Ce qui m’ennuie particulièrement dans le “projet Mbappé”, c’est que ce joueur exceptionnel n’a pas été volontairement choisi pour être un exemple de cette manière. Saviez-vous que ses premières années à Monaco ont été difficiles ? Qu’il a dû faire face à des périodes de peu de temps de jeu et à des moments plus compliqués ? Cela n’entre pas dans le récit de rêve ou de vente, mais c’est la réalité. Pour comparer à Mbappé, l’un des meilleurs joueurs mondiaux, regardez des matchs datant de 5 ans auparavant et comparez-les avec les matches actuels pour voir sa progression. Utilisez la même approche avec vos enfants sportifs.

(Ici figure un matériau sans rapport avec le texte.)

/// Connection lifecycle states
#[derive(Debug, Clone, Copy, PartialEq, Eq, Default, Serialize, Deserialize)]
pub enum ConnectionState {
    /// No transport open.
    #[default]
    Disconnected,
    /// Transport opening in progress.
    Connecting,
    /// Transport open, IO loop running.
    Connected,
    /// Torn down by an unrecoverable transport error.
    Error,
}

/// Messages from the handle into the IO loop
enum ControlMessage {
    Execute(QueuedCommand),
    StartTransfer {
        file_name: String,
        content: String,
        ack: oneshot::Sender<Result<()>>,
    },
    CancelTransfer,
    Disconnect {
        reason: DisconnectReason,
    },
}

/// Handle to one device connection
///
/// Constructed explicitly and passed to collaborators; there is no
/// ambient global instance. Clones share the same underlying
/// connection. The handle survives connect/disconnect cycles and keeps
/// the same event bus across them.
#[derive(Clone)]
pub struct DeviceConnection {
    config: ConnectionConfig,
    bus: Arc<EventBus>,
    state: Arc<RwLock<ConnectionState>>,
    target: Arc<RwLock<String>>,
    control_tx: Arc<RwLock<Option<mpsc::Sender<ControlMessage>>>>,
    io_task: Arc<RwLock<Option<JoinHandle<()>>>>,
}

2. Statistiques concernant les jeunes qui deviennent professionnels
Pour étayer mon propos, prenons quelques statistiques et examinons l’exemple du sport avec le plus grand nombre de licenciés en France, le football.
- 2,18 millions de licenciés, dont 220 352 féminines.
- Sur 700 joueurs formés par génération, seuls 130 signent un premier contrat professionnel.
- Chaque année, entre 600 et 620 joueurs quittent le club où ils ont été formés sans contrat professionnel.
- Quelles sont les chances de devenir joueur de football professionnel ? Moins de 1 % des enfants qui intègrent une école de football européenne à l’âge de 9 ans réalisent leur rêve de devenir joueur professionnel (selon le Business Insider UK).
Je ne cherche pas à décourager, mais plutôt à sensibiliser sur l’importance pour un enfant de pratiquer un sport par plaisir. L’entraînement devrait viser à développer ses qualités physiques, techniques, tactiques, mentales et humaines. Le sport est aussi une école de vie. En observant votre enfant dans son sport, concentrez-vous sur la joie qu’il éprouve lorsqu’il réussit, et guidez-le vers ce bonheur.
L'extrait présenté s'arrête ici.